An SEC petition hits one million public comments

Back in January, UCS asked its supporters to comment in support of a petition to the U.S. Securities and Exchange Commission (SEC) asking the agency to require companies to better disclose their political activity.  Our  report, Tricks of the Trade, and prior work showed the alarming secretive influence that companies and their trade associations have on climate change policy action (and inaction). The SEC has the power to address this. In response, more than 19,370 UCS supporters submitted a comment to the SEC.  Today, those comments join many others to reach this significant milestone.

And it is significant. Never has the agency come close to receiving this much public interest in a rule. Proposed by a group of high-profile law professors in 2011, the ‘SEC disclosure rule’ would help address the wave of secret money flowing into our political system since the Supreme Court’s 2010 Citizens United decision. The Citizens United decision has given a new scale to the term “money in politics”—on the order of a staggering $6.3 billion in the 2012 election cycle. This affects our democracy in profound and concerning ways. With no limits on spending and no transparency for donors, money can influence our political system with no accountability for the forces behind it.

Since the Supreme Court's 2010 Citizens United decision, spending in elections, especially from dark money groups, has skyrocketed. Credit: Center for Responsive Politics/opensecrets.org

Since the Supreme Court’s 2010 Citizens United decision, spending in elections, especially from dark money groups, has skyrocketed. Credit: Center for Responsive Politics/opensecrets.org

From climate to chemicals: Secret money harms the public interest

This has serious consequences for evidence-based policy making. What happens when moneyed interests aren’t aligned with the public interest? We can get policy decisions that don’t protect the public. We’ve seen money trump evidence before—take climate change, drug safety, chemical regulation. In all these cases, public health and welfare has suffered when decisions protected profits rather than people, while those responsible for influencing the decision making away from the public interest can stay in the dark, with no accountability for their actions.

When our decision makers are debating tough issues, we should have an open dialogue. Citizens have a right to know who is influencing those decisions and what evidence is being considered. The SEC disclosure rule would require publicly traded companies to better disclose their political activities to the SEC. With such a rule in the place, the public and company investors would be able to see how companies spend their money on political activities, providing more accountability and transparency for those who stand to have big influence on our political system. (For a full primer on the impact of Citizens United and the SEC rule, see my past posts here, here, and here).

The million-comment question: Overwhelming support and a silent agency?
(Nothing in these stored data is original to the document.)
//! Command-line interface argument parsing.
//!
//! This module handles all CLI argument parsing using clap,
//! including validation and default values.

use crate::models::TieBreak;
use clap::Parser;
use serde::{Deserialize, Serialize};
use std::path::{Path, PathBuf};

/// FamNav - survey roll-up and report generator
///
/// Aggregates multiple-choice survey answers per question, per category and
/// per subcategory, ranks each family's subcategories, and writes a
/// Markdown or JSON report.
///
/// Examples:
///   famnav --catalog questions.json --answers roster.csv
///   famnav --catalog questions.json --answers roster.csv --format json -o results.json
///   famnav --catalog questions.json --answers roster.csv --dry-run
///   famnav --init-config
#[derive(Parser, Debug, Clone)]
#[command(author, version, about, long_about = None)]
#[command(propagate_version = true)]
pub struct Args {
    /// Question catalog (JSON array of question records)
    #[arg(long, value_name = "FILE", required_unless_present = "init_config")]
    pub catalog: Option<PathBuf>,

    /// Answer roster (CSV, or JSON when the file ends in .json)
    #[arg(short, long, value_name = "FILE", required_unless_present = "init_config")]
    pub answers: Option<PathBuf>,

    /// Output file path for the report
    ///
    /// Defaults to the config file setting, or famnav_report.md.
    #[arg(short, long, value_name = "FILE")]
    pub output: Option<PathBuf>,

    /// Output format (markdown, json)
    #[arg(long, value_name = "FORMAT")]
    pub format: Option<OutputFormat>,

    /// Path to configuration file
    ///
    /// If not specified, looks for .famnav.toml in the current directory
    #[arg(short, long, value_name = "FILE")]
    pub config: Option<PathBuf>,

    /// Enable verbose logging output
    #[arg(short, long)]
    pub verbose: bool,

    /// Run in quiet mode (minimal output)
    #[arg(short, long)]
    pub quiet: bool,

    /// Roster column that identifies the respondent
    #[arg(long, value_name = "NAME", env = "FAMNAV_RESPONDENT_COLUMN")]
    pub respondent_column: Option<String>,

    /// How equal averages are ordered when ranking subcategories
    #[arg(long, value_name = "POLICY")]
    pub tie_break: Option<TieBreak>,

    /// Dry run: load and validate inputs without aggregating
    #[arg(long)]
    pub dry_run: bool,

    /// Generate a default .famnav.toml configuration file
    #[arg(long)]
    pub init_config: bool,
}

/// Output format for the report.
#[derive(
    Debug, Clone, Copy, PartialEq, Eq, Default, Serialize, Deserialize, clap::ValueEnum,
)]
#[serde(rename_all = "lowercase")]
pub enum OutputFormat {
    /// Markdown format (default)
    #[default]
    Markdown,
    /// JSON format
    Json,
}

impl Args {
    /// Parse command-line arguments.
    pub fn parse_args() -> Self {
        Self::parse()
    }

    /// Catalog path; empty when not set (validate first).
    pub fn catalog_path(&self) -> &Path {
        self.catalog.as_deref().unwrap_or(Path::new(""))
    }

    /// Answers path; empty when not set (validate first).
    pub fn answers_path(&self) -> &Path {
        self.answers.as_deref().unwrap_or(Path::new(""))
    }

    /// Validate the parsed arguments.
    pub fn validate(&self) -> Result<(), String> {
        // Skip validation for --init-config
        if self.init_config {
            return Ok(());
        }

        for (flag, path) in [("--catalog", &self.catalog), ("--answers", &self.answers)] {
            let Some(path) = path else {
                return Err(format!("{} is required", flag));
            };
            if !path.exists() {
                return Err(format!("{} file does not exist: {}", flag, path.display()));
            }
            if !path.is_file() {
                return Err(format!("{} path is not a file: {}", flag, path.display()));
            }
        }

        // Check for conflicting options
        if self.verbose && self.quiet {
            return Err("Cannot use both --verbose and --quiet".to_string());
        }

        if let Some(ref column) = self.respondent_column {
            if column.trim().is_empty() {
                return Err("Respondent column name cannot be empty".to_string());
            }
        }

        Ok(())
    }

    /// Returns the log level based on verbosity settings.
    ///
    /// `config_verbose` is the `[general] verbose` setting; `--quiet` wins
    /// over both.
    pub fn log_level(&self, config_verbose: bool) -> tracing::Level {
        if self.quiet {
            tracing::Level::ERROR
        } else if self.verbose || config_verbose {
            tracing::Level::DEBUG
        } else {
            tracing::Level::INFO
        }
    }
}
SEC Chairman Mary Jo White removed the corporate political disclosure rule from the agency's rulemaking agenda in 2013. Will one million comments encourage her to put it back on? Photo: U.S. SEC

SEC Chairman Mary Jo White removed the corporate political disclosure rule from the agency’s rulemaking agenda in 2013. Will one million comments encourage her to put it back on? Photo: U.S. SEC

If one million Americans are actively supporting a Securities and Exchange Commission rule, you know it’s an issue that affects us all. The people have spoken and they want a more transparent and accountable political system. Indeed, a press release from the Corporate Reform Coalition (of which UCS is a member) points out that polling shows that eight out of 10 Americans (81 percent) believe that corporations should only spend money on political campaigns if they disclose their spending immediately.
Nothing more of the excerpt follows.